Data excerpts
- - -
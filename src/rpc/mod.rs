//! JSON-RPC 2.0 transport over stdio.
//!
//! One request object per line on stdin, one response per line on stdout;
//! logging goes to stderr so the frame stream stays clean. Tool calls run
//! concurrently; a writer task serializes responses. Canonical method names
//! are snake_case, hyphenated forms are accepted as aliases.

use crate::pipeline::{
    CheckSyntaxArgs, ExecuteArgs, GatewayError, LearnArgs, PolicyArgs, RequestPipeline, StatsArgs,
};
use anyhow::{Context, Result};
use serde::{Deserialize, Serialize};
use serde_json::Value;
use std::sync::Arc;
use tokio::io::{AsyncBufReadExt, AsyncWriteExt, BufReader};
use tokio::sync::mpsc;
use tracing::{debug, info, warn};

/// Caller identity used for rate limiting and learning session tracking
/// when requests arrive over stdio.
const STDIO_CALLER_ID: &str = "stdio";

#[derive(Debug, Deserialize)]
struct RpcRequest {
    #[allow(dead_code)]
    jsonrpc: Option<String>,
    id: Option<Value>,
    method: String,
    #[serde(default)]
    params: Value,
}

#[derive(Debug, Serialize)]
struct RpcResponse {
    jsonrpc: &'static str,
    id: Value,
    #[serde(skip_serializing_if = "Option::is_none")]
    result: Option<Value>,
    #[serde(skip_serializing_if = "Option::is_none")]
    error: Option<RpcErrorBody>,
}

#[derive(Debug, Serialize)]
struct RpcErrorBody {
    code: i64,
    message: String,
    data: RpcErrorData,
}

#[derive(Debug, Serialize)]
struct RpcErrorData {
    kind: &'static str,
}

fn success(id: Value, result: Value) -> RpcResponse {
    RpcResponse {
        jsonrpc: "2.0",
        id,
        result: Some(result),
        error: None,
    }
}

fn failure(id: Value, code: i64, message: String, kind: &'static str) -> RpcResponse {
    RpcResponse {
        jsonrpc: "2.0",
        id,
        result: None,
        error: Some(RpcErrorBody {
            code,
            message,
            data: RpcErrorData { kind },
        }),
    }
}

fn gateway_error_response(id: Value, err: GatewayError) -> RpcResponse {
    let code = match &err {
        GatewayError::Unauthorized(_) => -32001,
        GatewayError::RateLimited { .. } => -32002,
        GatewayError::InvalidArgument(_) => -32602,
        GatewayError::Internal(_) => -32603,
    };
    failure(id, code, err.to_string(), err.kind())
}

fn parse_args<T: serde::de::DeserializeOwned>(params: Value) -> Result<T, GatewayError> {
    let params = if params.is_null() {
        Value::Object(serde_json::Map::new())
    } else {
        params
    };
    serde_json::from_value(params)
        .map_err(|e| GatewayError::InvalidArgument(format!("invalid params: {e}")))
}

/// Resolve a wire method to its canonical tool name.
fn canonical_method(method: &str) -> String {
    method.trim().replace('-', "_")
}

async fn dispatch(
    pipeline: &RequestPipeline,
    method: &str,
    params: Value,
) -> Result<Value, GatewayError> {
    match canonical_method(method).as_str() {
        "execute_command" => {
            let args: ExecuteArgs = parse_args(params)?;
            let response = pipeline.execute_command(args, STDIO_CALLER_ID).await?;
            serde_json::to_value(response).map_err(to_internal)
        }
        "check_syntax" => {
            let args: CheckSyntaxArgs = parse_args(params)?;
            let report = pipeline.check_syntax(args, STDIO_CALLER_ID)?;
            serde_json::to_value(report).map_err(to_internal)
        }
        "working_directory_policy" => {
            let args: PolicyArgs = parse_args(params)?;
            let policy = pipeline.working_directory_policy(args, STDIO_CALLER_ID)?;
            serde_json::to_value(policy).map_err(to_internal)
        }
        "server_stats" => {
            let args: StatsArgs = parse_args(params)?;
            let stats = pipeline.server_stats(args, STDIO_CALLER_ID)?;
            serde_json::to_value(stats).map_err(to_internal)
        }
        "threat_analysis" => {
            let auth_key = params
                .get("authKey")
                .and_then(Value::as_str)
                .map(str::to_string);
            let summary = pipeline.threat_analysis(auth_key.as_deref(), STDIO_CALLER_ID)?;
            serde_json::to_value(summary).map_err(to_internal)
        }
        "learn" => {
            let args: LearnArgs = parse_args(params)?;
            let response = pipeline.learn(args, STDIO_CALLER_ID)?;
            serde_json::to_value(response).map_err(to_internal)
        }
        "capture_sample" => {
            let auth_key = params
                .get("authKey")
                .and_then(Value::as_str)
                .map(str::to_string);
            let sample = pipeline
                .capture_sample(auth_key.as_deref(), STDIO_CALLER_ID)
                .await?;
            serde_json::to_value(sample).map_err(to_internal)
        }
        other => Err(GatewayError::InvalidArgument(format!(
            "unknown method '{other}'"
        ))),
    }
}

fn to_internal(e: serde_json::Error) -> GatewayError {
    GatewayError::Internal(format!("response serialization failed: {e}"))
}

/// Read frames from stdin until EOF, dispatching each tool call on its own
/// task. Responses funnel through a single writer so lines never interleave.
pub async fn serve_stdio(pipeline: Arc<RequestPipeline>) -> Result<()> {
    let stdin = BufReader::new(tokio::io::stdin());
    let mut lines = stdin.lines();

    let (out_tx, mut out_rx) = mpsc::channel::<String>(256);
    let writer = tokio::spawn(async move {
        let mut stdout = tokio::io::stdout();
        while let Some(line) = out_rx.recv().await {
            if stdout.write_all(line.as_bytes()).await.is_err() {
                break;
            }
            if stdout.write_all(b"\n").await.is_err() {
                break;
            }
            let _ = stdout.flush().await;
        }
    });

    info!("JSON-RPC transport listening on stdio");
    while let Some(line) = lines.next_line().await.context("reading stdin frame")? {
        let line = line.trim().to_string();
        if line.is_empty() {
            continue;
        }

        let request: RpcRequest = match serde_json::from_str(&line) {
            Ok(r) => r,
            Err(e) => {
                warn!("unparseable frame: {e}");
                let response = failure(
                    Value::Null,
                    -32700,
                    format!("parse error: {e}"),
                    "invalid-argument",
                );
                if let Ok(json) = serde_json::to_string(&response) {
                    let _ = out_tx.send(json).await;
                }
                continue;
            }
        };

        let pipeline = pipeline.clone();
        let out_tx = out_tx.clone();
        tokio::spawn(async move {
            debug!(method = %request.method, "dispatching tool call");
            let outcome = dispatch(&pipeline, &request.method, request.params).await;

            // Requests without an id are notifications; their outcome is
            // dropped on the floor.
            let Some(id) = request.id else {
                return;
            };
            let response = match outcome {
                Ok(result) => success(id, result),
                Err(err) => gateway_error_response(id, err),
            };
            if let Ok(json) = serde_json::to_string(&response) {
                let _ = out_tx.send(json).await;
            }
        });
    }

    drop(out_tx);
    let _ = writer.await;
    info!("stdin closed; transport shutting down");
    Ok(())
}
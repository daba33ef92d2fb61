//! Pattern store: named regex groups consulted by the classifier.
//!
//! Groups are compiled case-insensitively into an immutable snapshot held
//! behind an `ArcSwap`. Mutation rebuilds the snapshot from its sources and
//! installs it atomically; in-flight classifications keep the snapshot they
//! loaded and never observe a half-built group.

use anyhow::{Context, Result};
use arc_swap::ArcSwap;
use parking_lot::Mutex;
use regex::{Regex, RegexBuilder};
use std::collections::HashSet;
use std::sync::Arc;

/// One compiled rule. The name shows up in audit output and assessments.
#[derive(Debug)]
pub struct NamedPattern {
    pub name: String,
    pub regex: Regex,
}

impl NamedPattern {
    fn compile(name: &str, pattern: &str) -> Result<Self> {
        let regex = RegexBuilder::new(pattern)
            .case_insensitive(true)
            .build()
            .with_context(|| format!("invalid pattern '{name}': {pattern}"))?;
        Ok(Self {
            name: name.to_string(),
            regex,
        })
    }
}

/// Immutable compiled view of every group, ordered as the classifier
/// consults them.
#[derive(Debug, Default)]
pub struct PatternSnapshot {
    pub critical_aliases: Vec<NamedPattern>,
    pub blocked: Vec<NamedPattern>,
    pub dangerous: Vec<NamedPattern>,
    pub risky: Vec<NamedPattern>,
    pub safe: Vec<NamedPattern>,
    pub learned_safe: Vec<NamedPattern>,
}

impl PatternSnapshot {
    /// First match within a group wins.
    pub fn first_match<'a>(group: &'a [NamedPattern], command: &str) -> Option<&'a NamedPattern> {
        group.iter().find(|p| p.regex.is_match(command))
    }
}

/// Requested change to the store.
#[derive(Debug, Clone)]
pub enum PatternChange {
    AddSafe { name: String, pattern: String },
    AddBlocked { name: String, pattern: String },
    AddLearnedSafe { name: String, pattern: String },
    Suppress { name: String },
}

/// Uncompiled sources the snapshot is rebuilt from.
#[derive(Debug, Default, Clone)]
struct PatternSources {
    suppressed: HashSet<String>,
    extra_safe: Vec<(String, String)>,
    extra_blocked: Vec<(String, String)>,
    learned_safe: Vec<(String, String)>,
}

pub struct PatternStore {
    snapshot: ArcSwap<PatternSnapshot>,
    sources: Mutex<PatternSources>,
}

impl PatternStore {
    pub fn new() -> Self {
        let sources = PatternSources::default();
        let snapshot = build_snapshot(&sources).expect("built-in patterns must compile");
        Self {
            snapshot: ArcSwap::from_pointee(snapshot),
            sources: Mutex::new(sources),
        }
    }

    /// Seed the store with previously approved learned-safe patterns.
    pub fn with_learned_safe(learned: Vec<(String, String)>) -> Result<Self> {
        let store = Self::new();
        {
            let mut sources = store.sources.lock();
            sources.learned_safe = learned;
            let snapshot = build_snapshot(&sources)?;
            store.snapshot.store(Arc::new(snapshot));
        }
        Ok(store)
    }

    /// Atomically-readable current snapshot.
    pub fn current(&self) -> Arc<PatternSnapshot> {
        self.snapshot.load_full()
    }

    /// Apply one change. The new snapshot is compiled before installation,
    /// so a bad pattern leaves the store untouched.
    pub fn mutate(&self, change: PatternChange) -> Result<()> {
        let mut sources = self.sources.lock();
        let mut next = sources.clone();
        match change {
            PatternChange::AddSafe { name, pattern } => next.extra_safe.push((name, pattern)),
            PatternChange::AddBlocked { name, pattern } => {
                next.extra_blocked.push((name, pattern))
            }
            PatternChange::AddLearnedSafe { name, pattern } => {
                next.learned_safe.push((name, pattern))
            }
            PatternChange::Suppress { name } => {
                next.suppressed.insert(name);
            }
        }
        let snapshot = build_snapshot(&next)?;
        *sources = next;
        self.snapshot.store(Arc::new(snapshot));
        Ok(())
    }
}

impl Default for PatternStore {
    fn default() -> Self {
        Self::new()
    }
}

fn compile_group(
    builtin: &[(&str, &str)],
    extra: &[(String, String)],
    suppressed: &HashSet<String>,
) -> Result<Vec<NamedPattern>> {
    let mut out = Vec::with_capacity(builtin.len() + extra.len());
    for (name, pattern) in builtin {
        if suppressed.contains(*name) {
            continue;
        }
        out.push(NamedPattern::compile(name, pattern)?);
    }
    for (name, pattern) in extra {
        if suppressed.contains(name.as_str()) {
            continue;
        }
        out.push(NamedPattern::compile(name, pattern)?);
    }
    Ok(out)
}

fn build_snapshot(sources: &PatternSources) -> Result<PatternSnapshot> {
    Ok(PatternSnapshot {
        critical_aliases: compile_group(CRITICAL_ALIASES, &[], &sources.suppressed)?,
        blocked: compile_group(BLOCKED, &sources.extra_blocked, &sources.suppressed)?,
        dangerous: compile_group(DANGEROUS, &[], &sources.suppressed)?,
        risky: compile_group(RISKY, &[], &sources.suppressed)?,
        safe: compile_group(SAFE, &sources.extra_safe, &sources.suppressed)?,
        learned_safe: compile_group(&[], &sources.learned_safe, &sources.suppressed)?,
    })
}

/// Suspicious constructions that deny immediately regardless of anything
/// else on the line.
const CRITICAL_ALIASES: &[(&str, &str)] = &[
    ("encoded-command", r"(?:^|\s)-enc(?:odedcommand)?\b"),
    (
        "download-and-execute",
        r"(?:downloadstring|downloadfile|invoke-webrequest|\biwr\b|\bwget\b|\bcurl\b)[^|]*\|\s*(?:iex|invoke-expression)\b",
    ),
    (
        "iex-download",
        r"(?:\biex\b|invoke-expression)[^;]*(?:downloadstring|net\.webclient|invoke-webrequest)",
    ),
    (
        "execution-policy-bypass",
        r"-e(?:xecution)?p(?:olicy)?\s+bypass\b",
    ),
    ("suspicious-alias", r"(?:^|[|;]\s*)(?:iex|icm)\b"),
];

const BLOCKED: &[(&str, &str)] = &[
    (
        "recursive-root-delete",
        r#"remove-item\s+[^|;]*["']?(?:[a-z]:\\|/)["']?\s*(?:-recurse|-force|$)"#,
    ),
    ("posix-root-delete", r"rm\s+-[rf]{2}\s+/(?:\s|$)"),
    ("format-volume", r"format-volume\b|\bmkfs\b"),
    ("disk-wipe", r"clear-disk\b|initialize-disk\b|\bdd\s+if=.*of=/dev"),
    ("credential-theft", r"mimikatz|sekurlsa|\blsass\b"),
    (
        "defender-disable",
        r"set-mppreference\s+[^|;]*-disablerealtimemonitoring",
    ),
    ("fork-bomb", r":\(\)\s*\{.*\}"),
    ("shadow-copy-delete", r"vssadmin\s+delete\s+shadows"),
];

const DANGEROUS: &[(&str, &str)] = &[
    (
        "remove-recurse-force",
        r"remove-item\s+[^|;]*-recurse\s+[^|;]*-force|remove-item\s+[^|;]*-force\s+[^|;]*-recurse|rm\s+-rf\b",
    ),
    (
        "stop-critical-process",
        r"stop-process\s+[^|;]*-name\s+(?:lsass|winlogon|csrss|services)\b",
    ),
    ("shutdown", r"stop-computer\b|restart-computer\b|shutdown\s+/"),
    (
        "firewall-off",
        r"set-netfirewallprofile\s+[^|;]*-enabled\s+false",
    ),
    ("registry-delete", r"remove-itemproperty\s+[^|;]*hklm|reg\s+delete\b"),
    (
        "service-hard-disable",
        r"set-service\s+[^|;]*-startuptype\s+disabled",
    ),
];

const RISKY: &[(&str, &str)] = &[
    ("remove-item", r"remove-item\b|\bdel\s|\brm\s"),
    ("stop-process", r"stop-process\b|\bpkill\b|\bkill\s"),
    ("service-control", r"stop-service\b|restart-service\b|start-service\b"),
    ("set-executionpolicy", r"set-executionpolicy\b"),
    ("package-install", r"install-module\b|install-package\b|uninstall-module\b"),
    ("network-fetch", r"invoke-webrequest\b|invoke-restmethod\b|\biwr\b|\bwget\b|\bcurl\b"),
    ("move-rename", r"move-item\b|rename-item\b|\bmv\s"),
    ("registry-write", r"set-itemproperty\b|new-itemproperty\b"),
];

const SAFE: &[(&str, &str)] = &[
    ("get-date", r"^get-date\b"),
    ("list-children", r"^(?:get-childitem|gci|dir|ls)\b"),
    ("get-location", r"^(?:get-location|gl|pwd)\b"),
    ("get-process-list", r"^(?:get-process|gps)\b"),
    ("get-service-list", r"^get-service\b"),
    ("read-content", r"^(?:get-content|gc|type|cat)\b"),
    ("echo", r"^(?:write-output|write-host|echo)\b"),
    ("test-path", r"^test-path\b"),
    ("get-help", r"^(?:get-help|help|man)\b"),
    ("select-string", r"^select-string\b"),
    ("get-variable", r"^get-variable\b"),
    ("measure-object", r"^measure-object\b"),
];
- - -
Task description
Copy here each line of the preceding records with "PatternChange" in it.

Reply
pub enum PatternChange {
    pub fn mutate(&self, change: PatternChange) -> Result<()> {
            PatternChange::AddSafe { name, pattern } => next.extra_safe.push((name, pattern)),
            PatternChange::AddBlocked { name, pattern } => {
            PatternChange::AddLearnedSafe { name, pattern } => {
            PatternChange::Suppress { name } => {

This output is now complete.